Ce qui est notable avec ce film, c'est le déploiement de techniques pour créer l'illusion de réalité. Indéniablement, ces techniques sont bluffantes et comme il s'agit d'autre chose qu'un film de super-héros à la noix, on est surpris et l'on aime. Les acteurs aussi, en tête desquels Mark Ruffalo et Toni Collette.
Entre synopsis et bande-annonce, on connaît la base de travail du film (le clonage), et même un des grains de sable (la possibilité de "multiples"). Ça mènera souvent à une réflexion, qui vaut ce qu'elle vaut, sur la mort. Mais il y a d'autres grains de sable dans cette machinerie du futur, et pas des moindres (on ne peut pas les dévoiler à ceux qui n'ont pas vu le film).
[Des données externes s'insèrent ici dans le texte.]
// nemesis-sinks/src/channel.rs
// ============================================================================
// Module: Channel Sink
// Description: Forwards run results over a tokio mpsc channel.
// Purpose: Hand results to in-process consumers without blocking the session.
// Dependencies: nemesis-core, tokio
// ============================================================================

//! ## Overview
//! [`ChannelSink`] uses `try_send`, so a full or closed channel is reported
//! as a sink failure instead of stalling the profiler between runs.

// ============================================================================
// SECTION: Imports
// ============================================================================

use nemesis_core::ResultSink;
use nemesis_core::RunResult;
use nemesis_core::SinkError;
use tokio::sync::mpsc::Sender;
use tokio::sync::mpsc::error::TrySendError;

// ============================================================================
// SECTION: Sink
// ============================================================================

/// Result sink forwarding each run result over a bounded channel.
#[derive(Debug, Clone)]
pub struct ChannelSink {
    /// Channel sender.
    sender: Sender<RunResult>,
}

impl ChannelSink {
    /// Creates a sink sending into `sender`.
    #[must_use]
    pub const fn new(sender: Sender<RunResult>) -> Self {
        Self {
            sender,
        }
    }
}

impl ResultSink for ChannelSink {
    fn record(&self, result: &RunResult) -> Result<(), SinkError> {
        self.sender.try_send(result.clone()).map_err(|err| match err {
            TrySendError::Full(result) => {
                SinkError::Write(format!("channel full, dropped result for {}", result.operation))
            }
            TrySendError::Closed(_) => SinkError::Closed("channel receiver dropped".to_string()),
        })
    }
}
L'auteur ne va pas chercher midi à quatorze heures pour introduire ces grains de sable : ce sont les tares que notre société connaît bien, d'hier et d'aujourd'hui. Elles s'expriment spontanément sur une planète fort fort lointaine, car l'espèce humaine ne date pas d'hier et ses tares sont aussi puissantes que son génie (se croire d'une race supérieure en est une).
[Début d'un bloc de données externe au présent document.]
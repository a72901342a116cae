// nemesis-core/tests/profiler/session_tests.rs
// ============================================================================
// Module: Session Tests
// Description: Catalog-wide profiling sessions and result emission.
// Purpose: Validate sequential runs, sink emission, and failure isolation.
// Dependencies: nemesis-core
// ============================================================================

use std::sync::Arc;
use std::sync::atomic::AtomicUsize;
use std::sync::atomic::Ordering;
use std::thread;
use std::time::Duration;

use nemesis_core::Catalog;
use nemesis_core::CatalogOperation;
use nemesis_core::Feature;
use nemesis_core::InMemoryResultSink;
use nemesis_core::Profiler;
use nemesis_core::ResultSink;
use nemesis_core::RoleActions;
use nemesis_core::RunResult;
use nemesis_core::RunStatus;
use nemesis_core::SinkError;
use nemesis_core::WorkerRole;

use super::common::ScriptedBackend;
use super::common::config_with;
use super::common::idle_actions;
use super::common::logged_operation;

// ============================================================================
// SECTION: Helpers
// ============================================================================

/// Sink that rejects every record and flush.
struct RejectingSink {
    /// Record attempts.
    attempts: AtomicUsize,
}

impl ResultSink for RejectingSink {
    fn record(&self, _result: &RunResult) -> Result<(), SinkError> {
        self.attempts.fetch_add(1, Ordering::SeqCst);
        Err(SinkError::Write("disk full".to_string()))
    }

    fn flush(&self) -> Result<(), SinkError> {
        Err(SinkError::Write("disk full".to_string()))
    }
}

/// Catalog mixing completed, skipped, and aborted operations.
fn mixed_catalog() -> Catalog {
    Catalog::new(
        "mixed",
        vec![
            logged_operation("first", Duration::ZERO),
            logged_operation("unsupported", Duration::ZERO).requires(Feature::InvisibleIndex),
            CatalogOperation::new("broken", |connection| {
                connection.execute("FAIL perform broken").map(|_| ())
            })
            .with_cleanup(|connection| connection.execute("cleanup broken").map(|_| ())),
            logged_operation("last", Duration::ZERO),
        ],
    )
    .unwrap()
}

// ============================================================================
// SECTION: Session Tests
// ============================================================================

#[test]
fn session_runs_every_operation_in_order_and_emits_each_result() {
    let backend = Arc::new(ScriptedBackend::new());
    let profiler =
        Profiler::new(backend.clone(), config_with(&[(WorkerRole::Reader, 1)]), idle_actions())
            .unwrap();
    let sink = InMemoryResultSink::new();
    let report = profiler.profile(&mixed_catalog(), &sink);

    assert_eq!(report.completed, 2);
    assert_eq!(report.skipped, 1);
    assert_eq!(report.aborted, 1);
    assert_eq!(report.total(), 4);
    assert!(report.sink_failures.is_empty());

    let results = sink.results().unwrap();
    let names: Vec<&str> = results.iter().map(|result| result.operation.as_str()).collect();
    assert_eq!(names, vec!["first", "unsupported", "broken", "last"]);
    let statuses: Vec<RunStatus> = results.iter().map(|result| result.status).collect();
    assert_eq!(
        statuses,
        vec![RunStatus::Completed, RunStatus::Skipped, RunStatus::Aborted, RunStatus::Completed]
    );

    assert_eq!(
        backend.statements(),
        vec![
            "prepare first",
            "perform first",
            "cleanup first",
            "FAIL perform broken",
            "cleanup broken",
            "prepare last",
            "perform last",
            "cleanup last",
        ]
    );
    let summaries: Vec<&str> = report.runs.iter().map(|run| run.operation.as_str()).collect();
    assert_eq!(summaries, names);
}

#[test]
fn teardown_timeout_does_not_stop_the_session() {
    let backend = Arc::new(ScriptedBackend::new());
    let config =
        config_with(&[(WorkerRole::Update, 1)]).with_teardown_timeout(Duration::from_millis(20));
    let actions = RoleActions::uniform(|_connection, _rng| {
        thread::sleep(Duration::from_millis(200));
        Ok(())
    });
    let profiler = Profiler::new(backend.clone(), config, actions).unwrap();
    let catalog = Catalog::new(
        "stuck",
        vec![logged_operation("one", Duration::ZERO), logged_operation("two", Duration::ZERO)],
    )
    .unwrap();
    let sink = InMemoryResultSink::new();
    let report = profiler.profile(&catalog, &sink);

    assert_eq!(report.aborted, 2);
    let statements = backend.statements();
    assert!(statements.contains(&"cleanup one".to_string()));
    assert!(statements.contains(&"prepare two".to_string()));
    assert!(statements.contains(&"cleanup two".to_string()));
    assert_eq!(sink.results().unwrap().len(), 2);
}

#[test]
fn sink_failures_are_reported_and_the_session_continues() {
    let backend = Arc::new(ScriptedBackend::new());
    let profiler = Profiler::new(backend.clone(), config_with(&[]), RoleActions::new()).unwrap();
    let sink = RejectingSink {
        attempts: AtomicUsize::new(0),
    };
    let report = profiler.profile(&mixed_catalog(), &sink);

    assert_eq!(sink.attempts.load(Ordering::SeqCst), 4);
    assert_eq!(report.total(), 4);
    // Four record failures plus the final flush.
    assert_eq!(report.sink_failures.len(), 5);
    assert_eq!(report.sink_failures[0].operation.as_deref(), Some("first"));
    assert_eq!(report.sink_failures[4].operation, None);
    assert!(report.sink_failures[0].error.contains("disk full"));
}

#[test]
fn empty_catalog_produces_an_empty_report() {
    let backend = Arc::new(ScriptedBackend::new());
    let profiler = Profiler::new(backend, config_with(&[]), RoleActions::new()).unwrap();
    let sink = InMemoryResultSink::new();
    let report = profiler.profile(&Catalog::new("empty", Vec::new()).unwrap(), &sink);
    assert_eq!(report.total(), 0);
    assert!(sink.results().unwrap().is_empty());
}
Ce qui est amusant, c'est que les personnages du film nous rappellent indubitablement des personnes puissantes d'aujourd'hui, y compris l'invocation de Dieu à tout bout de champ, pour créer du liant avec les suiveurs. C'est une bonne part de ce qu'il y a d'amusant (c'est pourquoi ce film est qualifié de comédie). -Une autre part amusante tient dans le seul personnage joué par Toni Collette, du film Muriel (1994). Il y a quelques blagues comme cette amoureuse pas mécontente d'avoir deux Mickey, mais elles sont rares.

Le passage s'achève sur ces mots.